[[ Available data open ]]
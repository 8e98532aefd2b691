use anchor_lang::prelude::*;
use static_assertions::const_assert_eq;
use crate::constants::{MAX_POSITIONS, POSITION_SIZE, POSITIONS_ACCOUNT_SIZE, DISCRIMINATOR_SIZE};
use crate::errors::StakingError;

/// Fixed-capacity position ledger of a stake account
///
/// The client allocates this account with exactly `POSITIONS_ACCOUNT_SIZE` bytes before
/// `create_stake_account`; the program never resizes it. Slots are toggled in place so a
/// position keeps its index for its whole life.
#[account(zero_copy)]
#[repr(C)]
pub struct PositionData {
    pub positions: [Position; MAX_POSITIONS], // 104 * 100 = 10400
}

const_assert_eq!(std::mem::size_of::<Position>(), POSITION_SIZE);
const_assert_eq!(
    DISCRIMINATOR_SIZE + std::mem::size_of::<PositionData>(),
    POSITIONS_ACCOUNT_SIZE
);

/// A single slot. An all-zero slot is empty.
#[zero_copy]
#[repr(C)]
#[derive(Default, Debug, PartialEq, Eq)]
pub struct Position {
    pub amount: u64,           // 8
    pub product: Pubkey,       // 32
    pub publisher: Pubkey,     // 32
    pub activation_epoch: u64, // 8
    pub in_use: u8,            // 1
    pub _pad0: [u8; 7],        // 7
    pub _reserved: [u64; 2],   // 16
}

impl Position {
    pub fn is_in_use(&self) -> bool {
        self.in_use != 0
    }

    pub fn new(product: Pubkey, publisher: Pubkey, amount: u64, activation_epoch: u64) -> Self {
        Position {
            amount,
            product,
            publisher,
            activation_epoch,
            in_use: 1,
            ..Default::default()
        }
    }
}

impl PositionData {
    /// Lowest-index empty slot
    pub fn first_empty_slot(&self) -> Option<usize> {
        self.positions.iter().position(|p| !p.is_in_use())
    }

    pub fn occupied_count(&self) -> usize {
        self.positions.iter().filter(|p| p.is_in_use()).count()
    }

    pub fn get_position(&self, index: usize) -> Option<&Position> {
        self.positions.get(index).filter(|p| p.is_in_use())
    }

    pub fn active_positions_iter(&self) -> impl Iterator<Item = (usize, &Position)> {
        self.positions
            .iter()
            .enumerate()
            .filter(|(_, p)| p.is_in_use())
    }

    /// Sum of amounts over occupied slots
    pub fn total_committed(&self) -> Result<u64> {
        self.positions
            .iter()
            .filter(|p| p.is_in_use())
            .try_fold(0u64, |total, p| total.checked_add(p.amount))
            .ok_or_else(|| error!(StakingError::Overflow))
    }

    /// Commits `amount` of the uncommitted custody balance to a new position in the first
    /// empty slot and returns that slot's index
    pub fn create_position(
        &mut self,
        product: Pubkey,
        publisher: Pubkey,
        amount: u64,
        custody_balance: u64,
        current_epoch: u64,
    ) -> Result<usize> {
        require!(amount > 0, StakingError::NonPositiveAmount);

        let index = self
            .first_empty_slot()
            .ok_or(StakingError::PositionLimitReached)?;

        let uncommitted = custody_balance.saturating_sub(self.total_committed()?);
        require!(amount <= uncommitted, StakingError::InsufficientBalance);

        self.positions[index] = Position::new(product, publisher, amount, current_epoch);

        Ok(index)
    }

    /// Zeroes the slot at `index` so it can be reused, returning what it held
    pub fn close_position(&mut self, index: usize) -> Result<Position> {
        let position = *self
            .get_position(index)
            .ok_or(StakingError::PositionNotFound)?;

        self.positions[index] = Position::default();

        Ok(position)
    }
}
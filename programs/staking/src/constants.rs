// ============================================================
// POSITION LEDGER
// ============================================================

/// Number of position slots pre-allocated in every stake account
pub const MAX_POSITIONS: usize = 100;

/// Size of one serialized position slot in bytes
pub const POSITION_SIZE: usize = 104;

/// Anchor account discriminator length
pub const DISCRIMINATOR_SIZE: usize = 8;

/// Exact size the client must allocate for the position buffer
pub const POSITIONS_ACCOUNT_SIZE: usize = DISCRIMINATOR_SIZE + MAX_POSITIONS * POSITION_SIZE;

// ============================================================
// TIME CONSTANTS (in seconds)
// ============================================================

/// 1 hour in seconds
pub const ONE_HOUR: u64 = 60 * 60;

/// Default epoch length (1 hour)
pub const DEFAULT_EPOCH_DURATION: u64 = ONE_HOUR;

/// Default number of epochs a position takes to unlock
pub const DEFAULT_UNLOCKING_DURATION: u8 = 2;

// ============================================================
// PDA SEEDS
// ============================================================

pub const CONFIG_SEED: &[u8] = b"config";
pub const STAKE_ACCOUNT_METADATA_SEED: &[u8] = b"stake_metadata";
pub const CUSTODY_SEED: &[u8] = b"custody";
pub const AUTHORITY_SEED: &[u8] = b"authority";
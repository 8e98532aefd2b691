use anchor_lang::prelude::*;
use anchor_spl::token::TokenAccount;
use crate::state::*;
use crate::constants::*;
use crate::errors::StakingError;
use crate::events::{PositionCreated, PositionClosed};

#[derive(Accounts)]
pub struct CreatePosition<'info> {
    #[account(
        address = stake_account_metadata.owner @ StakingError::Unauthorized
    )]
    pub owner: Signer<'info>,

    #[account(mut)]
    pub stake_account_positions: AccountLoader<'info, PositionData>,

    #[account(
        seeds = [STAKE_ACCOUNT_METADATA_SEED, stake_account_positions.key().as_ref()],
        bump = stake_account_metadata.metadata_bump
    )]
    pub stake_account_metadata: Account<'info, StakeAccountMetadata>,

    #[account(
        seeds = [CUSTODY_SEED, stake_account_positions.key().as_ref()],
        bump = stake_account_metadata.custody_bump
    )]
    pub stake_account_custody: Account<'info, TokenAccount>,

    #[account(
        seeds = [CONFIG_SEED],
        bump = config.bump
    )]
    pub config: Account<'info, GlobalConfig>,
}

pub fn create_position_handler(
    ctx: Context<CreatePosition>,
    product: Pubkey,
    publisher: Pubkey,
    amount: u64,
) -> Result<()> {
    let current_epoch = ctx.accounts.config.current_epoch()?;
    let positions = &mut ctx.accounts.stake_account_positions.load_mut()?;

    let index = positions.create_position(
        product,
        publisher,
        amount,
        ctx.accounts.stake_account_custody.amount,
        current_epoch,
    )?;

    emit!(PositionCreated {
        stake_account_positions: ctx.accounts.stake_account_positions.key(),
        index: index as u8,
        product,
        publisher,
        amount,
        activation_epoch: current_epoch,
        total_committed: positions.total_committed()?,
    });

    Ok(())
}

#[derive(Accounts)]
pub struct ClosePosition<'info> {
    #[account(
        address = stake_account_metadata.owner @ StakingError::Unauthorized
    )]
    pub owner: Signer<'info>,

    #[account(mut)]
    pub stake_account_positions: AccountLoader<'info, PositionData>,

    #[account(
        seeds = [STAKE_ACCOUNT_METADATA_SEED, stake_account_positions.key().as_ref()],
        bump = stake_account_metadata.metadata_bump
    )]
    pub stake_account_metadata: Account<'info, StakeAccountMetadata>,

    #[account(
        seeds = [CONFIG_SEED],
        bump = config.bump
    )]
    pub config: Account<'info, GlobalConfig>,
}

pub fn close_position_handler(ctx: Context<ClosePosition>, index: u8) -> Result<()> {
    let current_epoch = ctx.accounts.config.current_epoch()?;
    let positions = &mut ctx.accounts.stake_account_positions.load_mut()?;

    let closed = positions.close_position(index as usize)?;

    msg!("Closed position {} ({} committed since epoch {})", index, closed.amount, closed.activation_epoch);

    emit!(PositionClosed {
        stake_account_positions: ctx.accounts.stake_account_positions.key(),
        index,
        amount: closed.amount,
        epoch: current_epoch,
        total_committed: positions.total_committed()?,
    });

    Ok(())
}
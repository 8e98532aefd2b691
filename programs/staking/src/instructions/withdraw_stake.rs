use anchor_lang::prelude::*;
use anchor_spl::token::{self, Token, TokenAccount, Transfer};
use crate::state::*;
use crate::constants::*;
use crate::errors::StakingError;
use crate::events::StakeWithdrawn;

#[derive(Accounts)]
pub struct WithdrawStake<'info> {
    #[account(
        address = stake_account_metadata.owner @ StakingError::Unauthorized
    )]
    pub owner: Signer<'info>,

    #[account(
        mut,
        constraint = destination.mint == config.asset_mint @ StakingError::InvalidMint
    )]
    pub destination: Account<'info, TokenAccount>,

    pub stake_account_positions: AccountLoader<'info, PositionData>,

    #[account(
        seeds = [STAKE_ACCOUNT_METADATA_SEED, stake_account_positions.key().as_ref()],
        bump = stake_account_metadata.metadata_bump
    )]
    pub stake_account_metadata: Account<'info, StakeAccountMetadata>,

    #[account(
        mut,
        seeds = [CUSTODY_SEED, stake_account_positions.key().as_ref()],
        bump = stake_account_metadata.custody_bump
    )]
    pub stake_account_custody: Account<'info, TokenAccount>,

    /// CHECK: PDA signing for custody transfers, holds no data
    #[account(
        seeds = [AUTHORITY_SEED, stake_account_positions.key().as_ref()],
        bump = stake_account_metadata.authority_bump
    )]
    pub custody_authority: UncheckedAccount<'info>,

    #[account(
        seeds = [CONFIG_SEED],
        bump = config.bump
    )]
    pub config: Account<'info, GlobalConfig>,

    pub token_program: Program<'info, Token>,
}

pub fn handler(ctx: Context<WithdrawStake>, amount: u64) -> Result<()> {
    require!(amount > 0, StakingError::NonPositiveAmount);

    let current_epoch = ctx.accounts.config.current_epoch()?;
    let total_committed = ctx.accounts.stake_account_positions.load()?.total_committed()?;

    let withdrawable = ctx.accounts.stake_account_metadata.withdrawable_amount(
        ctx.accounts.stake_account_custody.amount,
        total_committed,
        current_epoch,
    )?;
    require!(
        amount <= withdrawable,
        StakingError::InsufficientWithdrawableBalance
    );

    // Transfer out of custody signed by the authority PDA
    let positions_key = ctx.accounts.stake_account_positions.key();
    let seeds = &[
        AUTHORITY_SEED,
        positions_key.as_ref(),
        &[ctx.accounts.stake_account_metadata.authority_bump],
    ];
    let signer_seeds = &[&seeds[..]];

    token::transfer(
        CpiContext::new_with_signer(
            ctx.accounts.token_program.to_account_info(),
            Transfer {
                from: ctx.accounts.stake_account_custody.to_account_info(),
                to: ctx.accounts.destination.to_account_info(),
                authority: ctx.accounts.custody_authority.to_account_info(),
            },
            signer_seeds,
        ),
        amount,
    )?;

    let custody = &mut ctx.accounts.stake_account_custody;
    custody.reload()?;

    emit!(StakeWithdrawn {
        stake_account_positions: positions_key,
        owner: ctx.accounts.owner.key(),
        destination: ctx.accounts.destination.key(),
        amount,
        custody_balance: custody.amount,
        epoch: current_epoch,
    });

    Ok(())
}
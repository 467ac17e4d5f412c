use crate::core::color::from_rgb8;
use log::info;
use nalgebra::Vector3;
use std::path::Path;

/// Byte order of one 32-bit texel. The first named channel sits in the most
/// significant byte, which is also the first byte in memory.
#[derive(Debug, Clone, Copy, PartialEq, Eq)]
pub enum PixelFormat {
    Rgba8888,
    Argb8888,
    Bgra8888,
    Abgr8888,
}

impl PixelFormat {
    /// Extracts the 8-bit RGB channels of a packed texel.
    #[inline]
    pub fn decode(self, pixel: u32) -> [u8; 3] {
        let [b0, b1, b2, b3] = pixel.to_be_bytes();
        match self {
            PixelFormat::Rgba8888 => [b0, b1, b2],
            PixelFormat::Argb8888 => [b1, b2, b3],
            PixelFormat::Bgra8888 => [b2, b1, b0],
            PixelFormat::Abgr8888 => [b3, b2, b1],
        }
    }

    /// Packs 8-bit RGBA channels into a texel of this format.
    #[inline]
    pub fn encode(self, rgba: [u8; 4]) -> u32 {
        let [r, g, b, a] = rgba;
        let bytes = match self {
            PixelFormat::Rgba8888 => [r, g, b, a],
            PixelFormat::Argb8888 => [a, r, g, b],
            PixelFormat::Bgra8888 => [b, g, r, a],
            PixelFormat::Abgr8888 => [a, b, g, r],
        };
        u32::from_be_bytes(bytes)
    }
}

/// A locked, row-major texture surface with four bytes per pixel.
/// Row 0 is the top of the image.
#[derive(Debug, Clone)]
pub struct Texture {
    pub width: usize,
    pub height: usize,
    pub format: PixelFormat,
    pixels: Vec<u32>,
}

impl Texture {
    pub const BYTES_PER_PIXEL: usize = 4;

    /// Loads an image from disk and normalizes it to RGBA8888.
    pub fn load<P: AsRef<Path>>(path: P) -> Result<Self, String> {
        let path_ref = path.as_ref();
        let img = image::open(path_ref)
            .map_err(|e| format!("Failed to load texture {:?}: {}", path_ref, e))?
            .to_rgba8();

        let (width, height) = img.dimensions();
        info!("Loaded texture: {:?} ({}x{})", path_ref, width, height);

        Self::from_bytes(
            width as usize,
            height as usize,
            Self::BYTES_PER_PIXEL,
            PixelFormat::Rgba8888,
            img.as_raw(),
        )
    }

    /// Builds a texture from raw surface memory.
    ///
    /// Fails unless the surface has exactly four bytes per pixel and `bytes`
    /// covers `width * height` of them.
    pub fn from_bytes(
        width: usize,
        height: usize,
        bytes_per_pixel: usize,
        format: PixelFormat,
        bytes: &[u8],
    ) -> Result<Self, String> {
        if bytes_per_pixel != Self::BYTES_PER_PIXEL {
            return Err(format!(
                "Unsupported texture layout: {} bytes per pixel (expected {})",
                bytes_per_pixel,
                Self::BYTES_PER_PIXEL
            ));
        }
        if width == 0 || height == 0 {
            return Err(format!("Texture has an empty extent: {}x{}", width, height));
        }
        let expected = width * height * Self::BYTES_PER_PIXEL;
        if bytes.len() != expected {
            return Err(format!(
                "Texture data size mismatch: got {} bytes, expected {} for {}x{}",
                bytes.len(),
                expected,
                width,
                height
            ));
        }

        let pixels = bytes
            .chunks_exact(Self::BYTES_PER_PIXEL)
            .map(|c| u32::from_be_bytes([c[0], c[1], c[2], c[3]]))
            .collect();

        Ok(Self {
            width,
            height,
            format,
            pixels,
        })
    }

    /// Builds an RGBA8888 texture from opaque RGB texels, row 0 first.
    pub fn from_rgb8_pixels(
        width: usize,
        height: usize,
        texels: &[[u8; 3]],
    ) -> Result<Self, String> {
        let bytes: Vec<u8> = texels
            .iter()
            .flat_map(|&[r, g, b]| [r, g, b, 255])
            .collect();
        Self::from_bytes(
            width,
            height,
            Self::BYTES_PER_PIXEL,
            PixelFormat::Rgba8888,
            &bytes,
        )
    }

    /// Procedural two-color checkerboard with `cells` squares along each axis.
    pub fn checkerboard(
        width: usize,
        height: usize,
        cells: usize,
        color_a: [u8; 3],
        color_b: [u8; 3],
    ) -> Self {
        let width = width.max(1);
        let height = height.max(1);
        let cells = cells.max(1);
        let format = PixelFormat::Rgba8888;

        let mut pixels = Vec::with_capacity(width * height);
        for y in 0..height {
            for x in 0..width {
                let cx = x * cells / width;
                let cy = y * cells / height;
                let [r, g, b] = if (cx + cy) % 2 == 0 { color_a } else { color_b };
                pixels.push(format.encode([r, g, b, 255]));
            }
        }

        Self {
            width,
            height,
            format,
            pixels,
        }
    }

    /// Raw packed texel. Coordinates must be in bounds.
    #[inline(always)]
    pub fn raw_texel(&self, x: usize, y: usize) -> u32 {
        self.pixels[y * self.width + x]
    }

    /// Decoded texel color in [0, 1]. Coordinates must be in bounds.
    #[inline]
    pub fn texel(&self, x: usize, y: usize) -> Vector3<f32> {
        from_rgb8(self.format.decode(self.raw_texel(x, y)))
    }
}

#[cfg(test)]
mod tests {
    use super::*;
    use crate::core::sampler::{TextureFilter, TextureWrap, sample};
    use nalgebra::Vector2;

    #[test]
    fn test_decode_respects_byte_order() {
        let bytes = [10, 20, 30, 40];
        let packed = u32::from_be_bytes(bytes);
        assert_eq!(PixelFormat::Rgba8888.decode(packed), [10, 20, 30]);
        assert_eq!(PixelFormat::Argb8888.decode(packed), [20, 30, 40]);
        assert_eq!(PixelFormat::Bgra8888.decode(packed), [30, 20, 10]);
        assert_eq!(PixelFormat::Abgr8888.decode(packed), [40, 30, 20]);
    }

    #[test]
    fn test_encode_decode_agree_per_format() {
        for format in [
            PixelFormat::Rgba8888,
            PixelFormat::Argb8888,
            PixelFormat::Bgra8888,
            PixelFormat::Abgr8888,
        ] {
            assert_eq!(format.decode(format.encode([1, 2, 3, 4])), [1, 2, 3]);
        }
    }

    #[test]
    fn test_rejects_three_bytes_per_pixel() {
        let data = vec![0u8; 2 * 2 * 3];
        let err = Texture::from_bytes(2, 2, 3, PixelFormat::Rgba8888, &data).unwrap_err();
        assert!(err.contains("3 bytes per pixel"));
    }

    #[test]
    fn test_rejects_short_buffer() {
        let data = vec![0u8; 7];
        assert!(Texture::from_bytes(2, 1, 4, PixelFormat::Rgba8888, &data).is_err());
        assert!(Texture::from_bytes(0, 1, 4, PixelFormat::Rgba8888, &[]).is_err());
    }

    #[test]
    fn test_texel_lookup_is_row_major() {
        let tex = Texture::from_rgb8_pixels(
            2,
            2,
            &[[255, 0, 0], [0, 255, 0], [0, 0, 255], [255, 255, 255]],
        )
        .unwrap();
        assert_eq!(tex.texel(1, 0), Vector3::new(0.0, 1.0, 0.0));
        assert_eq!(tex.texel(0, 1), Vector3::new(0.0, 0.0, 1.0));
    }

    #[test]
    fn test_load_png_keeps_top_row_first() {
        let mut img = image::RgbImage::new(2, 2);
        img.put_pixel(0, 0, image::Rgb([255, 0, 0]));
        img.put_pixel(1, 0, image::Rgb([0, 255, 0]));
        img.put_pixel(0, 1, image::Rgb([0, 0, 255]));
        img.put_pixel(1, 1, image::Rgb([255, 255, 255]));
        let path = std::env::temp_dir()
            .join(format!("soft_rasterizer_texture_{}.png", std::process::id()));
        img.save(&path).unwrap();

        let tex = Texture::load(&path);
        let _ = std::fs::remove_file(&path);
        let tex = tex.unwrap();

        assert_eq!((tex.width, tex.height), (2, 2));
        assert_eq!(tex.format, PixelFormat::Rgba8888);
        assert_eq!(tex.texel(0, 0), Vector3::new(1.0, 0.0, 0.0));
        assert_eq!(tex.texel(1, 1), Vector3::new(1.0, 1.0, 1.0));

        // v near 1 addresses the top row of the image.
        let top_left = sample(
            &tex,
            Vector2::new(0.1, 0.9),
            TextureFilter::Nearest,
            TextureWrap::Clamp,
        );
        assert_eq!(top_left, Vector3::new(1.0, 0.0, 0.0));
    }

    #[test]
    fn test_load_missing_file_is_an_error() {
        let err = Texture::load("does/not/exist.png").unwrap_err();
        assert!(err.starts_with("Failed to load texture"));
    }

    #[test]
    fn test_checkerboard_alternates() {
        let tex = Texture::checkerboard(4, 4, 2, [255, 255, 255], [0, 0, 0]);
        assert_eq!(tex.texel(0, 0), Vector3::new(1.0, 1.0, 1.0));
        assert_eq!(tex.texel(2, 0), Vector3::zeros());
        assert_eq!(tex.texel(2, 2), Vector3::new(1.0, 1.0, 1.0));
    }
}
[[ Available data closed ]]
■ Task description
Search the entries for the string "Clone". Copy every line that has it.

■ Task result
#[derive(Debug, Clone, Copy, PartialEq, Eq)]
#[derive(Debug, Clone)]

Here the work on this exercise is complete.